This article illustrates how to download stock price data files from Google, save it into a local drive and merge them into a single data frame. This script is slightly modified from a script which downloads RStudio package download log data. The original source can be found here.
First of all, the following three packages are used.
1library(knitr)
2library(lubridate)
3library(stringr)
4library(plyr)
5library(dplyr)
The script begins with creating a folder to save data files.
1# create data folder
2dataDir <- paste0("data","_","2014-11-20-Download-Stock-Data-1")
3if(file.exists(dataDir)) {
4 unlink(dataDir, recursive = TRUE)
5 dir.create(dataDir)
6} else {
7 dir.create(dataDir)
8}
After creating urls and file paths, files are downloaded using Map
function - it is a warpper of mapply
. Note that, in case the function breaks by an error (eg when a file doesn’t exist), download.file
is wrapped by another function that includes an error handler (tryCatch
).
1# assumes codes are known beforehand
2codes <- c("MSFT", "TCHC") # codes <- c("MSFT", "1234") for testing
3urls <- paste0("http://www.google.com/finance/historical?q=NASDAQ:",
4 codes,"&output=csv")
5paths <- paste0(dataDir,"/",codes,".csv") # back slash on windows (\\)
6
7# simple error handling in case file doesn't exists
8downloadFile <- function(url, path, ...) {
9 # remove file if exists already
10 if(file.exists(path)) file.remove(path)
11 # download file
12 tryCatch(
13 download.file(url, path, ...), error = function(c) {
14 # remove file if error
15 if(file.exists(path)) file.remove(path)
16 # create error message
17 c$message <- paste(substr(path, 1, 4),"failed")
18 message(c$message)
19 }
20 )
21}
22# wrapper of mapply
23Map(downloadFile, urls, paths)
Finally files are read back using llply
and they are combined using rbind_all
. Note that, as the merged data has multiple stocks’ records, Code
column is created.
1# read all csv files and merge
2files <- dir(dataDir, full.name = TRUE)
3dataList <- llply(files, function(file){
4 data <- read.csv(file, stringsAsFactors = FALSE)

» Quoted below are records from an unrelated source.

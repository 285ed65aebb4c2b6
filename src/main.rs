use std::path::Path;
use std::sync::Arc;

use terms_bot::artifacts::ArtifactDir;
use terms_bot::channels::{ChannelManager, CliChannel, TelegramChannel};
use terms_bot::config::BotConfig;
use terms_bot::dispatch::Dispatcher;
use terms_bot::profile::{JsonProfileStore, ProfileStore};
use terms_bot::session::{spawn_eviction_task, SessionManager};

/// Log to stderr, or to a daily-rotated file when `log_dir` is set. The
/// returned guard flushes the file writer on drop.
fn init_tracing(log_dir: Option<&Path>) -> Option<tracing_appender::non_blocking::WorkerGuard> {
    let filter = tracing_subscriber::EnvFilter::try_from_default_env()
        .unwrap_or_else(|_| tracing_subscriber::EnvFilter::new("info"));

    match log_dir {
        Some(dir) => {
            let appender = tracing_appender::rolling::daily(dir, "terms-bot.log");
            let (writer, guard) = tracing_appender::non_blocking(appender);
            tracing_subscriber::fmt()
                .with_env_filter(filter)
                .with_writer(writer)
                .with_ansi(false)
                .init();
            Some(guard)
        }
        None => {
            tracing_subscriber::fmt()
                .with_env_filter(filter)
                .with_writer(std::io::stderr)
                .with_target(false)
                .init();
            None
        }
    }
}

#[tokio::main]
async fn main() -> anyhow::Result<()> {
    let config = BotConfig::from_env()?;
    let _log_guard = init_tracing(config.log_dir.as_deref());

    eprintln!("🤖 terms-bot v{}", env!("CARGO_PKG_VERSION"));

    // ── Profiles ─────────────────────────────────────────────────────────
    let store: Arc<dyn ProfileStore> = Arc::new(JsonProfileStore::open(&config.data_path).await);
    eprintln!("   Profiles: {}", config.data_path.display());

    // ── Generated documents ──────────────────────────────────────────────
    let artifacts = ArtifactDir::new(&config.output_dir);
    if let Err(e) = artifacts.ensure_dirs().await {
        eprintln!("   Warning: Could not create output dir: {}", e);
    }
    eprintln!("   Output: {}", config.output_dir.display());

    // ── Sessions ─────────────────────────────────────────────────────────
    let sessions = Arc::new(SessionManager::new(store));
    match config.session_idle_timeout {
        Some(max_idle) => {
            let _eviction_handle = spawn_eviction_task(Arc::clone(&sessions), max_idle);
            eprintln!("   Idle sessions: evicted after {}s", max_idle.as_secs());
        }
        None => eprintln!("   Idle sessions: kept"),
    }

    // ── Channels ─────────────────────────────────────────────────────────
    let mut channels = ChannelManager::new();

    if config.cli_enabled {
        channels.add(Box::new(CliChannel::new()));
    }

    if let Some(telegram) = config.telegram {
        eprintln!(
            "   Telegram: enabled (allowed: {})",
            if telegram.allowed_users.iter().any(|u| u == "*") {
                "everyone".to_string()
            } else {
                telegram.allowed_users.join(", ")
            }
        );
        channels.add(Box::new(TelegramChannel::new(
            telegram.bot_token,
            telegram.allowed_users,
        )));
    }

    eprintln!("   Channels: {}\n", channels.names().join(", "));

    for (name, e) in channels.health_check_all().await {
        tracing::warn!(channel = %name, "Health check failed: {e}");
    }

    let dispatcher = Arc::new(Dispatcher::new(sessions, Some(artifacts)));
    tokio::select! {
        result = dispatcher.run(Arc::new(channels)) => result?,
        _ = tokio::signal::ctrl_c() => tracing::info!("Interrupted, shutting down"),
    }

    Ok(())
}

5 # get code from file path
6 pattern <- "/[A-Z][A-Z][A-Z][A-Z]"
7 code <- substr(str_extract(file, pattern), 2, nchar(str_extract(file, pattern)))
8 # first column's name is funny
9 names(data) <- c("Date","Open","High","Low","Close","Volume")
10 data$Date <- dmy(data$Date)
11 data$Open <- as.numeric(data$Open)
12 data$High <- as.numeric(data$High)
13 data$Low <- as.numeric(data$Low)
14 data$Close <- as.numeric(data$Close)
15 data$Volume <- as.integer(data$Volume)
16 data$Code <- code
17 data
18}, .progress = "text")
19
20data <- rbind_all(dataList)
Some of the values are shown below.
Date | Open | High | Low | Close | Volume | Code |
---|---|---|---|---|---|---|
2014-11-26 | 47.49 | 47.99 | 47.28 | 47.75 | 27164877 | MSFT |
2014-11-25 | 47.66 | 47.97 | 47.45 | 47.47 | 28007993 | MSFT |
2014-11-24 | 47.99 | 48.00 | 47.39 | 47.59 | 35434245 | MSFT |
2014-11-21 | 49.02 | 49.05 | 47.57 | 47.98 | 42884795 | MSFT |
2014-11-20 | 48.00 | 48.70 | 47.87 | 48.70 | 21510587 | MSFT |
2014-11-19 | 48.66 | 48.75 | 47.93 | 48.22 | 26177450 | MSFT |
This way wouldn’t be efficient compared to the way where files are read directly without being saved into a local drive. This option may be useful, however, if files are large and the API server breaks connection abrubtly.
I hope this article is useful and I’m going to write an article to show the second way.